In 2004 FK Šiauliai was promoted to Pirma Lyga (second tier). That year, they won the 2004 Pirma Lyga. They were then promoted to A Lyga and began playing in the elite division in 2005.

When the team took 2nd place in the championship, they became eligible to play at the European level. The 2010–11 UEFA Europa League defeated 0–7 to Wisła Kraków. The 2012–13 UEFA Europa League lost to FC Levadia Tallinn (2–2 aggr.)

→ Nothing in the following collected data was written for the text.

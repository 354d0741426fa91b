//! Async boundary between the session and presentation
//!
//! The session advances synchronously; the runner forwards the queued
//! events to the sink, honours whatever pacing the sink asks for, and
//! performs the terminal write-back.

use tokio::time::{sleep, timeout};

use crate::battle::actions::PlayerAction;
use crate::battle::log::PresentationEvent;
use crate::battle::outcome::Loot;
use crate::battle::session::{BattleSession, BattleState};
use crate::core::config::PacingConfig;
use crate::core::error::{ArenaError, Result};
use crate::ports::memory::BehaviorMemory;
use crate::ports::presentation::{AudioCue, AudioHooks, NoAudio, NullPresentation, Pacing, PresentationSink};
use crate::ports::progression::{ProgressionRecord, ProgressionStore};

pub struct BattleRunner<S: PresentationSink = NullPresentation, A: AudioHooks = NoAudio> {
    session: Option<BattleSession>,
    sink: S,
    audio: A,
    pacing: PacingConfig,
    /// Resolved outcome whose save failed, kept for the next `finish`
    unsaved: Option<(ProgressionRecord, Loot)>,
}

impl BattleRunner<NullPresentation, NoAudio> {
    /// Runner with no presentation attached
    pub fn headless(session: BattleSession) -> Self {
        Self::new(session, NullPresentation, NoAudio)
    }
}

impl<S: PresentationSink, A: AudioHooks> BattleRunner<S, A> {
    pub fn new(session: BattleSession, sink: S, audio: A) -> Self {
        let pacing = session.config().pacing.clone();
        Self {
            session: Some(session),
            sink,
            audio,
            pacing,
            unsaved: None,
        }
    }

    pub fn session(&self) -> Option<&BattleSession> {
        self.session.as_ref()
    }

    pub fn sink(&self) -> &S {
        &self.sink
    }

    pub fn is_open(&self) -> bool {
        self.session.is_some()
    }

    fn session_mut(&mut self) -> Result<&mut BattleSession> {
        self.session.as_mut().ok_or(ArenaError::SessionClosed)
    }

    pub async fn start(&mut self) -> Result<BattleState> {
        let session = self.session_mut()?;
        session.start();
        let state = session.state();
        self.audio.cue(AudioCue::BattleStart);
        self.flush().await?;
        Ok(state)
    }

    /// Submit a player action and play out everything it caused
    pub async fn submit(&mut self, action: PlayerAction) -> Result<BattleState> {
        let result = self.session_mut()?.submit(action);
        // Rejections still narrate a reason
        self.flush().await?;
        let state = result?;
        if !state.is_terminal() {
            let delay = self.pacing.min_turn_delay();
            if !delay.is_zero() {
                sleep(delay).await;
            }
        }
        Ok(state)
    }

    async fn flush(&mut self) -> Result<()> {
        let events = self.session_mut()?.drain_events();
        for event in events {
            if let PresentationEvent::Animation { kind, .. } = &event {
                if let Some(cue) = AudioCue::for_animation(*kind) {
                    self.audio.cue(cue);
                }
            }
            let pacing = self.sink.dispatch(&event);
            self.await_pacing(pacing).await;
        }
        Ok(())
    }

    async fn await_pacing(&self, pacing: Pacing) {
        match pacing {
            Pacing::Immediate => {}
            Pacing::AtLeast(duration) => sleep(duration).await,
            Pacing::Until(ready) => match timeout(self.pacing.presentation_timeout(), ready).await {
                Ok(Ok(())) => {}
                Ok(Err(_)) => tracing::warn!("presentation dropped its ready signal, continuing"),
                Err(_) => tracing::warn!(
                    timeout_ms = self.pacing.presentation_timeout_ms,
                    "presentation did not report ready in time, continuing"
                ),
            },
        }
    }

    /// Commit the outcome, notify collaborators, wait out the cooldown and close
    ///
    /// A failed save leaves the session open; calling again retries the save
    /// with the same resolved record.
    pub async fn finish<P, M>(&mut self, progression: &mut P, memory: &mut M) -> Result<Loot>
    where
        P: ProgressionStore + ?Sized,
        M: BehaviorMemory + ?Sized,
    {
        let state = self.session_mut()?.state();
        if !state.is_terminal() {
            return Err(ArenaError::NotTerminal { state });
        }

        let (record, loot) = match self.unsaved.take() {
            Some(unsaved) => unsaved,
            None => {
                let mut record = progression.load()?;
                let loot = self.session_mut()?.resolve_outcome(&mut record)?;
                (record, loot)
            }
        };
        if let Err(err) = progression.save(&record) {
            tracing::warn!(error = %err, "progression save failed, outcome kept for retry");
            self.unsaved = Some((record, loot));
            return Err(err);
        }

        let session = self.session_mut()?;
        let enemy_id = session.enemy().enemy.as_ref().map(|t| t.id.clone());
        let tally = session.tally();
        match enemy_id {
            Some(id) => memory.record(&id, &tally),
            None => tracing::warn!("enemy has no identifier, behavior not recorded"),
        }

        self.flush().await?;
        if let Some(cue) = AudioCue::for_terminal(state) {
            self.audio.cue(cue);
        }
        let pacing = self.sink.on_terminal(state, &loot);
        self.await_pacing(pacing).await;

        let cooldown = self.pacing.post_battle_cooldown();
        if !cooldown.is_zero() {
            sleep(cooldown).await;
        }
        if let Some(session) = self.session.take() {
            tracing::info!(session = %session.id().0, result = ?state, "battle session closed");
        }
        Ok(loot)
    }

    /// Drop the session without committing anything
    pub fn force_close(&mut self) -> Option<BattleState> {
        let session = self.session.take()?;
        tracing::warn!(session = %session.id().0, state = ?session.state(), "battle force-closed");
        Some(session.state())
    }
}
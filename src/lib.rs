//! Habit Arena - turn-based combat engine
//!
//! Completing real-world tasks unlocks battles against scaled monsters.
//! This crate owns the battle rules; rendering, audio and save formats sit
//! behind the traits in `ports`.

pub mod battle;
pub mod core;
pub mod ports;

In 2014, FK Šiauliai became FC Šiauliai.

In 2015 the team faced serious financial problems and did not pay their players proper salaries.

The team dissolved in January 2016 due to a lack of sponsorship. The team announced that it would not play in any competition.

==Naming history==
- 1995 – KFK Šiauliai (basketball and football club);
- 2004 – FK Šiauliai (new club);
- 2014 – FC Šiauliai (renamed)

== Seasons (2004–2016) ==

| Season | Level | League | Position | Link |
|---|---|---|---|---|
| 2004 | 2. | Pirma lyga | 1. |  |
| 2005 | 1. | A lyga | 9. |  |
| 2006 | 1. | A lyga | 8. |  |
| 2007 | 1. | A lyga | 8. |  |
| 2008 | 1. | A lyga | 7. |  |
| 2009 | 1. | A lyga | 4. |  |
| 2010 | 1. | A lyga | 8. |  |
| 2011 | 1. | A lyga | 4. |  |
| 2012 | 1. | A lyga | 5. |  |
| 2013 | 1. | A lyga | 7. |  |
| 2014 | 1. | A lyga | 7. |  |
| 2015 | 1. | A lyga | 9. |  |
| 2016 | x | x | x |  |

== Kit evolution ==
- Home: Yellow and black stripes on t-shirt, with black shorts and yellow socks.
- Away: The same striped t-shirt with yellow socks and shorts.

==Stadium==

Savivaldybė Stadium, located at S. Daukanto g. 23, Šiauliai, is a multi-use stadium. It is used primarily for football matches and is the home stadium of FK Šiauliai. The stadium holds 4,000 people.

==Honours==
- Lithuanian Cup:
  - Runners-up (1): 2013

==Participation in Europe cups==

| Season | Cup | Round | Country | Club | Score |
|---|---|---|---|---|---|
| 2010–11 | Europa League | 2Q | POL | Wisła Kraków | 0–2, 0–5 |
| 2012–13 | Europa League | 1Q | EST | FC Levadia Tallinn | 0–1, 2–1 |

==Managers==
- LTU Vytautas Jančiauskas (2004–05)
- LTU Saulius Vertelis (2006)
- LTU Darius Magdišauskas (2006)
- LTU Rytis Tavoras (2008)
- ITA Fabio Lopez (2008)
- LTU Deivis Kančelskis (2009)
- LTU Valdas Ivanauskas (2010)
- LTU Saulius Širmelis (Jan 2011–11)
- LTU Deivis Kančelskis (2011–2013)
- LTU Gediminas Jarmalavičius (2014–2015)
- LTU Tomas Ražanauskas (Jan 2015 – July 2015)
- LTU Deivis Kančelskis (July 2015 – January 2016)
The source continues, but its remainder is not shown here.